Set Goals for your Training Each Week:
If you set specific goals each week it gives focus to your training so that you can maximize each session. It will also give you a sense of accomplishment at the end of the week which can be very encouraging. Setting goals each week also includes more specific goals for each individual class period. For example, if you are working on a specific guard and sweep from that guard maybe your weekly goal would be to just work on that guard during training, and a more specific goal would be trying to successfully hit that sweep at least 15 times during class sparring. Obviously this can be applied to any technique you may be working on, and if you are a beginner it could be as simple as just working on guard control and retention.

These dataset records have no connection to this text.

use proc_macro2::{Span, TokenStream};
use quote::quote;
use syn::{
    Attribute, Data, DeriveInput, Error, Field, Fields, Index, LitStr, Member, Result, Type, parse2,
    spanned::Spanned,
};

const ATTRIBUTE: &str = "document";

struct StructAttributes {
    collection: LitStr,
    hooks: bool,
}

pub fn derive_document(item: TokenStream) -> Result<TokenStream> {
    let input = parse2::<DeriveInput>(item)?;

    let attributes = parse_struct_attributes(&input.attrs)?;
    let base = find_base_field(&input)?;

    let ident = &input.ident;
    let collection = &attributes.collection;
    let (impl_generics, ty_generics, where_clause) = input.generics.split_for_impl();

    let hooks = if attributes.hooks {
        quote! {}
    } else {
        quote! {
            impl #impl_generics ::docshape::document::DocumentHooks for #ident #ty_generics #where_clause {}
        }
    };

    Ok(quote! {
        impl #impl_generics ::docshape::document::Document for #ident #ty_generics #where_clause {
            fn collection_name() -> &'static str {
                #collection
            }

            fn base(&self) -> &::docshape::document::Base {
                &self.#base
            }

            fn base_mut(&mut self) -> &mut ::docshape::document::Base {
                &mut self.#base
            }
        }

        #hooks
    })
}

fn parse_struct_attributes(attrs: &[Attribute]) -> Result<StructAttributes> {
    let mut collection = None;
    let mut hooks = false;

    for attr in attrs.iter().filter(|attr| attr.path().is_ident(ATTRIBUTE)) {
        attr.parse_nested_meta(|meta| {
            if meta.path.is_ident("collection") {
                let value = meta.value()?.parse::<LitStr>()?;
                if value.value().is_empty() {
                    return Err(meta.error("collection name cannot be empty"));
                }

                collection = Some(value);
                Ok(())
            } else if meta.path.is_ident("hooks") {
                hooks = true;
                Ok(())
            } else {
                Err(meta.error("expected `collection = \"...\"` or `hooks`"))
            }
        })?;
    }

    let Some(collection) = collection else {
        return Err(Error::new(
            Span::call_site(),
            "missing `#[document(collection = \"...\")]`",
        ));
    };

    Ok(StructAttributes { collection, hooks })
}

/// Picks the field marked `#[document(base)]`, or the first field typed `Base`.
fn find_base_field(input: &DeriveInput) -> Result<Member> {
    let Data::Struct(data) = &input.data else {
        return Err(Error::new(input.span(), "Document can only be derived for structs"));
    };

    let fields = match &data.fields {
        Fields::Named(named) => named.named.iter().collect::<Vec<_>>(),
        Fields::Unnamed(unnamed) => unnamed.unnamed.iter().collect::<Vec<_>>(),
        Fields::Unit => Vec::new(),
    };

    let mut marked = None;
    for (index, field) in fields.iter().enumerate() {
        if is_marked_base(field)? {
            if marked.is_some() {
                return Err(Error::new_spanned(field, "only one field can be `#[document(base)]`"));
            }
            marked = Some((index, *field));
        }
    }

    let found = marked.or_else(|| {
        fields
            .iter()
            .enumerate()
            .find(|(_, field)| is_base_type(&field.ty))
            .map(|(index, field)| (index, *field))
    });

    match found {
        Some((index, field)) => Ok(member(index, field)),
        None => Err(Error::new(
            input.ident.span(),
            "expected a `Base` field or a field marked `#[document(base)]`",
        )),
    }
}

fn is_marked_base(field: &Field) -> Result<bool> {
    let mut base = false;

    for attr in field.attrs.iter().filter(|attr| attr.path().is_ident(ATTRIBUTE)) {
        attr.parse_nested_meta(|meta| {
            if meta.path.is_ident("base") {
                base = true;
                Ok(())
            } else {
                Err(meta.error("expected `base`"))
            }
        })?;
    }

    Ok(base)
}

fn is_base_type(ty: &Type) -> bool {
    match ty {
        Type::Path(path) => path
            .path
            .segments
            .last()
            .is_some_and(|segment| segment.ident == "Base" && segment.arguments.is_empty()),
        _ => false,
    }
}

fn member(index: usize, field: &Field) -> Member {
    match &field.ident {
        Some(ident) => Member::Named(ident.clone()),
        None => Member::Unnamed(Index::from(index)),
    }
}

#[cfg(test)]
mod tests {
    use super::*;

    fn expand(item: TokenStream) -> String {
        derive_document(item).unwrap().to_string()
    }

    #[test]
    fn uses_first_base_typed_field() {
        let output = expand(quote! {
            #[document(collection = "users")]
            struct User {
                name: String,
                #[serde(flatten)]
                base: docshape::document::Base,
            }
        });

        assert!(output.contains("\"users\""));
        assert!(output.contains("& self . base"));
        assert!(output.contains("DocumentHooks for User"));
    }

    #[test]
    fn marked_field_wins_and_hooks_can_be_opted_out() {
        let output = expand(quote! {
            #[document(collection = "posts", hooks)]
            struct Post {
                draft: Base,
                #[document(base)]
                meta: Base,
            }
        });

        assert!(output.contains("& self . meta"));
        assert!(!output.contains("DocumentHooks"));
    }

    #[test]
    fn tuple_structs_use_the_field_index() {
        let output = expand(quote! {
            #[document(collection = "tags")]
            struct Tag(String, Base);
        });

        assert!(output.contains("& self . 1"));
    }

    #[test]
    fn rejects_missing_pieces() {
        let missing_collection = derive_document(quote! {
            struct User { base: Base }
        });
        assert!(missing_collection.is_err());

        let missing_base = derive_document(quote! {
            #[document(collection = "users")]
            struct User { name: String }
        });
        assert!(missing_base.is_err());

        let enum_input = derive_document(quote! {
            #[document(collection = "users")]
            enum User { A }
        });
        assert!(enum_input.is_err());

        let unknown = derive_document(quote! {
            #[document(collection = "users", table = "x")]
            struct User { base: Base }
        });
        assert!(unknown.is_err());
    }
}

Ask Questions and Constantly Problem Solve:
If you are having trouble with certain positions in training or someone is passing you the same way every roll, you need to start asking questions so you can fix this problem area in your game. The faster you can find these weak areas and fix them, the faster you will progress. It is important to stay present during every roll so that you can see what is working, what is not working, and where you need to improve. If you don’t have an answer for something, get one as soon as you can, so you can fill that hole in your game.
Use the Buddy System to Keep You Accountable and Consistent:
Some days you may not be as motivated to train. This is where the buddy system comes into play. If you have someone there to encourage you, and keep you accountable it can make all the difference with your consistency. Most of the time once you get to training you’re glad you did, but sometimes you need a little extra push of encouragement to get there. In order for everyone to improve and get good training they need training partners, so for your sake and your teammates, keep coming to class.
Stay Focused and Present During Class:
There’s a difference between just showing up to class, and being mentally present during class. Life can get busy and sometimes you won’t be able to train, so when you can you need to really take advantage of it. When you are drilling the technique covered in class really try to get repetitions on it instead of just socializing with your training partner. Know what you want to work on during rolling before you get to class so that you can be focused in every round. Try not to sit out any rounds, if you can, so that you can get as much live practice as possible. If you have a little time after class, even if it’s just 30 minutes, get some drilling in before you head home. Those 30 minute drilling sessions will add up quick if you stay consistent with them.